NTG Dementia Training
This training is intended for staff who support someone who is aging with an intellectual disability.
SARC is pleased to have an NTG-Canada Affiliated Provincial Trainer available to provide training for staff who support people experiencing disability as they age.
This program is delivered throughout the year in both an in-person and live virtual format.
People experiencing disability face many of the same age-related challenges as other older adults. It is crucial that staff understand age-related changes, know how to promote healthy aging, and be able to recognize and address symptoms of dementia. Early detection of dementia is key, particularly for adults experiencing down syndrome as the prevalence of dementia is significantly higher than in the general population.
Interested in hosting a session at your organization?
SARC Learning Central’s facilitators can bring this session to your organization! This session can be delivered to a group of employees at your organization in-person or virtually. Contact us today!
In this session, you will cover four (4) topic areas, including:
We will explore aging and how to promote healthy aging for the people you support. You will learn:
- Age-related changes that all people will experience
- How to distinguish between normal changes and pathological changes as people age
- Key aspects of aging for people who experience intellectual disability
- The key determinants of health and the factors that impact healthy aging
- Barriers to healthy aging
- Recommendations to promote healthy aging for people experiencing disability
We will take a closer look at dementia and how it impacts people experiencing disability. You will learn:
- What dementia is and why you should know about dementia
- Different types of dementia and how to recognize the symptoms of dementia
- How dementia progresses through different stages
- Understanding the prevalence of dementia for adults experiencing intellectual disability
- Identifying early signs of dementia and understanding the process of diagnosis for adults experiencing intellectual disability and dementia
- Strategies to consider when supporting people throughout the different stages of dementia
We will explore your role in healthcare advocacy for the people you support. You will learn:
- The four steps of healthcare advocacy
- The importance of quality observations as they relate to advocacy
- How input and observations from a variety of sources will assist with accurate assessment, diagnosis, and intervention for people experiencing disability and dementia
- The importance of early detection of the signs of dementia for people experiencing disability
- How to use the NTG-EDSD
- Using input and observations from a variety of sources in the NTG-EDSD to assist with early screening for dementia
We will examine your role in supporting decision-making for people experiencing disability and dementia. You will learn:
- The barriers that people may experience related to decision-making
- The rights that all people have when making decisions
- The importance of advanced care planning and some of the decisions that will need to be addressed
- Types of decision-making in Saskatchewan, including supported decision-making, co-decision making, and guardianship
- Information about powers of attorney, health care directives, and health care proxies in Saskatchewan
The introduction to aging and dementia areas provide excellent information for anyone who supports someone who is aging with an intellectual disability. The third area will explore healthcare advocacy and dementia screening and is particularly relevant for support staff who are involved in supporting people with healthcare advocacy and related decision-making. The final area will look at supporting decision-making with someone who is experiencing dementia, and some of the decisions that will need to be addressed as the dementia progresses.
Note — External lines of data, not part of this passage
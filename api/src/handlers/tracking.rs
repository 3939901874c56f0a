use actix_web::{get, web, HttpResponse};
use mongodb::bson::oid::ObjectId;
use serde::Deserialize;

use common::error;

use crate::{
    config,
    repositories::newsletter::{SendLogRepository, SubscriberRepository, TemplateRepository},
    service::{mail::MailerObject, newsletter::NewsletterService},
};

/// 1x1 transparent PNG, served for every open-pixel request.
const PIXEL: &[u8] = &[
    0x89, 0x50, 0x4E, 0x47, 0x0D, 0x0A, 0x1A, 0x0A, 0x00, 0x00, 0x00, 0x0D, 0x49, 0x48, 0x44,
    0x52, 0x00, 0x00, 0x00, 0x01, 0x00, 0x00, 0x00, 0x01, 0x08, 0x06, 0x00, 0x00, 0x00, 0x1F,
    0x15, 0xC4, 0x89, 0x00, 0x00, 0x00, 0x0D, 0x49, 0x44, 0x41, 0x54, 0x78, 0x9C, 0x62, 0x00,
    0x01, 0x00, 0x00, 0x05, 0x00, 0x01, 0x0D, 0x0A, 0x2D, 0xB4, 0x00, 0x00, 0x00, 0x00, 0x49,
    0x45, 0x4E, 0x44, 0xAE, 0x42, 0x60, 0x82,
];

fn service(
    subscribers: &web::Data<SubscriberRepository>,
    templates: &web::Data<TemplateRepository>,
    send_logs: &web::Data<SendLogRepository>,
    mailer: &web::Data<MailerObject>,
) -> NewsletterService {
    NewsletterService::new(
        subscribers.get_ref().clone(),
        templates.get_ref().clone(),
        send_logs.get_ref().clone(),
        mailer.get_ref().clone(),
    )
}

/// Always answers with the pixel, even for garbage ids. Mail clients
/// retry broken images, an error page would leak tracking internals.
#[get("/api/newsletter/track/open/{subscriber_id}/{newsletter_id}")]
pub async fn track_open(
    path: web::Path<(String, String)>,
    subscribers: web::Data<SubscriberRepository>,
    templates: web::Data<TemplateRepository>,
    send_logs: web::Data<SendLogRepository>,
    mailer: web::Data<MailerObject>,
) -> error::Result<HttpResponse> {
    let (subscriber_id, newsletter_id) = path.into_inner();
    if let (Ok(subscriber_id), Ok(newsletter_id)) = (
        ObjectId::parse_str(&subscriber_id),
        ObjectId::parse_str(&newsletter_id),
    ) {
        if let Err(err) = service(&subscribers, &templates, &send_logs, &mailer)
            .track_open(subscriber_id, newsletter_id)
            .await
        {
            log::error!("Open tracking failed: {}", err);
        }
    }

    Ok(HttpResponse::Ok()
        .content_type("image/png")
        .append_header(("Cache-Control", "no-store"))
        .body(PIXEL))
}

#[derive(Debug, Deserialize)]
pub struct ClickQuery {
    pub url: Option<String>,
}

#[get("/api/newsletter/track/click/{subscriber_id}/{newsletter_id}")]
pub async fn track_click(
    path: web::Path<(String, String)>,
    query: web::Query<ClickQuery>,
    subscribers: web::Data<SubscriberRepository>,
    templates: web::Data<TemplateRepository>,
    send_logs: web::Data<SendLogRepository>,
    mailer: web::Data<MailerObject>,
) -> error::Result<HttpResponse> {
    let (subscriber_id, newsletter_id) = path.into_inner();
    if let (Ok(subscriber_id), Ok(newsletter_id)) = (
        ObjectId::parse_str(&subscriber_id),
        ObjectId::parse_str(&newsletter_id),
    ) {
        if let Err(err) = service(&subscribers, &templates, &send_logs, &mailer)
            .track_click(subscriber_id, newsletter_id)
            .await
        {
            log::error!("Click tracking failed: {}", err);
        }
    }

    let target = query
        .into_inner()
        .url
        .unwrap_or_else(config::frontend_url);
    Ok(HttpResponse::Found()
        .append_header(("Location", target))
        .finish())
}
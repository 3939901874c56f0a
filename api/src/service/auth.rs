use chrono::Utc;
use rand::{distributions::Alphanumeric, Rng};
use serde::{Deserialize, Serialize};

use common::{
    auth::create_token,
    entities::user::{PublicUser, Role, User},
    error::{self, AddCode},
};

use crate::{
    config,
    rate_limit::RateLimiter,
    repositories::user::UserRepository,
    service::mail::{generate_password, strip_tags, Letter, MailerObject},
};

pub const GENERATED_PASSWORD_LENGTH: usize = 12;

#[derive(Debug, Clone, Serialize, Deserialize)]
pub struct LoginRequest {
    pub email: String,
    pub password: String,
    #[serde(rename = "confirmAccountCreation", default)]
    pub confirm_account_creation: bool,
}

#[derive(Debug)]
pub enum LoginOutcome {
    /// Unknown email, caller has not opted into account creation yet.
    RequiresConfirmation { email: String },
    AccountCreated { email: String, email_sent: bool },
    LoggedIn { token: String, user: PublicUser },
}

pub struct AuthService {
    users: UserRepository,
    mailer: MailerObject,
    limiter: RateLimiter,
}

impl AuthService {
    pub fn new(users: UserRepository, mailer: MailerObject, limiter: RateLimiter) -> Self {
        Self {
            users,
            mailer,
            limiter,
        }
    }

    pub fn hash_password(password: &str, salt: &str) -> String {
        sha256::digest(format!("{}{}", password, salt))
    }

    fn verify(user: &User, password: &str) -> bool {
        !user.password.is_empty() && Self::hash_password(password, &user.salt) == user.password
    }

    fn credentials_letter(email: &str, password: &str) -> Letter {
        let html = include_str!("../../templates/credentials.html")
            .replace("{email}", email)
            .replace("{password}", password)
            .replace("{frontendUrl}", &config::frontend_url());
        Letter {
            email: email.to_string(),
            subject: "Ihre Zugangsdaten - Kunden-Dashboard".to_string(),
            text: strip_tags(&html),
            html,
        }
    }

    /// Creates a customer account with a generated password and assigns it
    /// to the longest-serving active admin.
    async fn provision_customer(&self, email: &str) -> error::Result<(User, String)> {
        let password = generate_password(GENERATED_PASSWORD_LENGTH);
        let salt: String = rand::thread_rng()
            .sample_iter(&Alphanumeric)
            .take(10)
            .map(char::from)
            .collect();

        let mut user = User::empty(email);
        user.password = Self::hash_password(&password, &salt);
        user.salt = salt;
        user.assigned_admin = self
            .users
            .oldest_active_admin()
            .await?
            .map(|admin| admin.id);

        if !self.users.create(&user).await? {
            return Err(anyhow::anyhow!("E-Mail-Adresse bereits registriert").code(409));
        }
        Ok((user, password))
    }

    pub async fn login(&self, request: &LoginRequest, ip: &str) -> error::Result<LoginOutcome> {
        let email = request.email.trim().to_lowercase();
        if email.is_empty() || request.password.is_empty() {
            return Err(anyhow::anyhow!("E-Mail und Passwort sind erforderlich").code(400));
        }
        self.limiter.login(ip)?;

        let Some(mut user) = self.users.find_by_email(&email).await? else {
            if !request.confirm_account_creation {
                return Ok(LoginOutcome::RequiresConfirmation { email });
            }

            self.limiter.account_creation(ip)?;
            self.limiter.account_creation_per_email(&email)?;

            let (user, password) = self.provision_customer(&email).await?;
            let email_sent = match self
                .mailer
                .send(&Self::credentials_letter(&user.email, &password))
                .await
            {
                Ok(_) => true,
                Err(err) => {
                    log::error!("Failed to mail credentials to {}: {}", user.email, err);
                    false
                }
            };
            return Ok(LoginOutcome::AccountCreated {
                email: user.email,
                email_sent,
            });
        };

        if !user.is_active || !Self::verify(&user, &request.password) {
            return Err(anyhow::anyhow!("Ungültige Anmeldedaten").code(400));
        }

        user.last_login = Utc::now();
        self.users.update(&user).await?;

        let token = create_token(&user)?;
        Ok(LoginOutcome::LoggedIn {
            token,
            user: user.into(),
        })
    }

    /// Seeds the admin account from ADMIN_EMAIL and ADMIN_PASSWORD on
    /// startup. Does nothing when the account already exists.
    pub async fn ensure_admin_account(&self) -> error::Result<()> {
        let (Ok(email), Ok(password)) = (
            std::env::var("ADMIN_EMAIL"),
            std::env::var("ADMIN_PASSWORD"),
        ) else {
            log::warn!("ADMIN_EMAIL or ADMIN_PASSWORD is not set, skipping admin bootstrap");
            return Ok(());
        };

        if self.users.find_by_email(&email).await?.is_some() {
            return Ok(());
        }

        let salt: String = rand::thread_rng()
            .sample_iter(&Alphanumeric)
            .take(10)
            .map(char::from)
            .collect();
        let mut admin = User::empty(&email);
        admin.role = Role::Admin;
        admin.password = Self::hash_password(&password, &salt);
        admin.salt = salt;
        admin.is_email_verified = true;

        self.users.create(&admin).await?;
        log::info!("Created admin account {}", admin.email);
        Ok(())
    }
}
Lori Morphy, Trainer/Resource Developer – Service Delivery, SARC
Lori Morphy has more than 15 years of experience in the Disability Service sector in a variety of roles, including involvement in disability sports and adapted physical activity programs, and work as a Direct Support Professional, an assistant coordinator with Disability Support Services at the University of Alberta, and coordinator for mentorship and employment programs for youth experiencing disability.
Lori holds a Bachelor of Science in Kinesiology and a Master of Arts in Physical Education, both specializing in physical activity for people experiencing disability. She has taught post-secondary courses in adapted physical activity, health education, human growth and development, and therapeutic activities through the University of Alberta and Saskatchewan Polytechnic.
Lori joined SARC in 2018 as a Trainer and Resource Developer. In 2019 she received TLR and PART Instructor certification from the Saskatchewan Association for Safe Workplaces in Health. In 2020 she completed training as an NTG Affiliate Provincial Trainer for the National Task Group on Intellectual Disabilities and Dementia Practices – Canada (NTG-Canada). She brings energy, enthusiasm, and an interactive approach to all programs that she facilitates, and she looks forward to sharing her knowledge with others. Lori has also contributed to the development of several of SARC’s training programs and resources.
Lori and her husband have two young children, and she enjoys spending her time being active in gymnastics and many outdoor activities. She is an active community member, working as a gymnastics coach for athletes experiencing disability, rhythmic gymnastics coach, and volunteering for various community events.